The royal birth is expected to be good for business.

The UK-based Centre for Retail Research estimates retailers will sell $121 million worth of royal-related baby toys and souvenirs. Merchandise ranges from diaper covers and clothing to a "prince potty chair," which of course is in the shape of a throne.

On Twitter, topics related to the royal baby jumped to the top of the trending list in the United Kingdom Monday morning. Worldwide, hashtags such as #RoyalBabyBoy and #Will & Kate were trending later in the day.

Many tweets were along the lines of the comment of Holly Thrift, who wrote, "The royal baby is coming! I am freaking out!"

The baby was the only topic on the radio talk show hosted by Vanessa Feltz on BBC London 94.9 on Monday morning.

But not everyone was thrilled.

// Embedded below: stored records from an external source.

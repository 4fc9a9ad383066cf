//! Configuration structures for the extraction pipeline.

use std::time::Duration;

use serde::{Deserialize, Serialize};

use crate::error::{RatexError, Result};
use ratex_inference::{DEFAULT_ENDPOINT, DEFAULT_MAX_TOKENS, DEFAULT_TEMPERATURE};

#[cfg(feature = "http")]
use ratex_inference::TextGenerator;

/// Main configuration for ratex.
#[derive(Debug, Clone, Default, Serialize, Deserialize)]
#[serde(default)]
pub struct RatexConfig {
    /// Model server configuration.
    pub model: ModelConfig,

    /// Extraction pipeline configuration.
    pub extraction: ExtractionConfig,

    /// Output configuration.
    pub output: OutputConfig,
}

/// Which kind of model server to talk to.
#[derive(Debug, Clone, Copy, PartialEq, Eq, Serialize, Deserialize)]
#[serde(rename_all = "snake_case")]
pub enum BackendKind {
    /// Ollama `/api/generate`.
    Ollama,
    /// OpenAI-compatible `/v1/completions`.
    Openai,
}

/// Model server configuration.
#[derive(Debug, Clone, Serialize, Deserialize)]
#[serde(default)]
pub struct ModelConfig {
    /// Backend kind.
    pub backend: BackendKind,

    /// Base URL of the model server.
    pub endpoint: String,

    /// Model identifier passed to the server.
    pub model_id: String,

    /// Bearer token for OpenAI-compatible servers.
    #[serde(skip_serializing_if = "Option::is_none")]
    pub api_key: Option<String>,

    /// Per-request timeout in seconds.
    pub timeout_secs: u64,
}

impl Default for ModelConfig {
    fn default() -> Self {
        Self {
            backend: BackendKind::Ollama,
            endpoint: DEFAULT_ENDPOINT.to_string(),
            model_id: "qwen2.5:1.5b-instruct".to_string(),
            api_key: None,
            timeout_secs: 120,
        }
    }
}

impl ModelConfig {
    pub fn timeout(&self) -> Duration {
        Duration::from_secs(self.timeout_secs)
    }

    /// Build the configured generation backend.
    #[cfg(feature = "http")]
    pub fn build_generator(&self) -> Result<Box<dyn TextGenerator>> {
        let generator: Box<dyn TextGenerator> = match self.backend {
            BackendKind::Ollama => Box::new(ratex_inference::OllamaBackend::new(
                self.endpoint.clone(),
                self.timeout(),
            )?),
            BackendKind::Openai => Box::new(ratex_inference::OpenAiCompatBackend::new(
                self.endpoint.clone(),
                self.api_key.clone(),
                self.timeout(),
            )?),
        };
        Ok(generator)
    }
}

/// Extraction pipeline configuration.
#[derive(Debug, Clone, Serialize, Deserialize)]
#[serde(default)]
pub struct ExtractionConfig {
    /// Completion budget per model call.
    pub max_tokens: u32,

    /// Sampling temperature of the first attempt.
    pub temperature: f32,

    /// Retry once with a strict prompt at temperature 0.
    pub retry: bool,
}

impl Default for ExtractionConfig {
    fn default() -> Self {
        Self {
            max_tokens: DEFAULT_MAX_TOKENS,
            temperature: DEFAULT_TEMPERATURE,
            retry: true,
        }
    }
}

/// Output configuration.
#[derive(Debug, Clone, Serialize, Deserialize)]
#[serde(default)]
pub struct OutputConfig {
    /// Pretty-print JSON output.
    pub pretty: bool,
}

impl Default for OutputConfig {
    fn default() -> Self {
        Self { pretty: true }
    }
}

impl RatexConfig {
    /// Load configuration from a JSON file.
    pub fn from_file(path: &std::path::Path) -> Result<Self> {
        let content = std::fs::read_to_string(path)?;
        let config: Self = serde_json::from_str(&content)?;
        config.check()?;
        Ok(config)
    }

    /// Save configuration to a JSON file.
    pub fn save(&self, path: &std::path::Path) -> Result<()> {
        let content = serde_json::to_string_pretty(self)?;
        std::fs::write(path, content)?;
        Ok(())
    }

    /// Reject settings the pipeline cannot run with.
    pub fn check(&self) -> Result<()> {
        if self.model.model_id.trim().is_empty() {
            return Err(RatexError::Config("model.model_id is empty".to_string()));
        }
        if self.extraction.max_tokens == 0 {
            return Err(RatexError::Config(
                "extraction.max_tokens must be positive".to_string(),
            ));
        }
        if !(0.0..=2.0).contains(&self.extraction.temperature) {
            return Err(RatexError::Config(format!(
                "extraction.temperature must be within 0..=2, got {}",
                self.extraction.temperature
            )));
        }
        Ok(())
    }
}

#[cfg(test)]
mod tests {
    use super::*;
    use pretty_assertions::assert_eq;

    #[test]
    fn test_partial_file_uses_defaults() {
        let config: RatexConfig =
            serde_json::from_str(r#"{"model": {"backend": "openai"}}"#).unwrap();
        assert_eq!(config.model.backend, BackendKind::Openai);
        assert_eq!(config.model.model_id, "qwen2.5:1.5b-instruct");
        assert_eq!(config.extraction.max_tokens, 512);
        assert!(config.extraction.retry);
    }

    #[test]
    fn test_save_and_load() {
        let dir = tempfile::tempdir().unwrap();
        let path = dir.path().join("config.json");

        let mut config = RatexConfig::default();
        config.extraction.temperature = 0.3;
        config.save(&path).unwrap();

        let loaded = RatexConfig::from_file(&path).unwrap();
        assert_eq!(loaded.extraction.temperature, 0.3);
    }

    #[test]
    fn test_check_rejects_bad_values() {
        let mut config = RatexConfig::default();
        config.extraction.max_tokens = 0;
        assert!(config.check().is_err());

        let mut config = RatexConfig::default();
        config.extraction.temperature = -1.0;
        assert!(config.check().is_err());
    }
}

Feltz read on air a message from "Gary" asking, "Please, please please, I implore you not to devote too much of the morning's show to the royal baby."

Feltz replied, "C'mon, Gary, give an inch. .... It's huge, we can't ignore it."

She reported Gary sent another message: "OK, point taken. I'm a beaten man."

CNN's Sarah Aarthun and journalist David Simpson contributed to this report.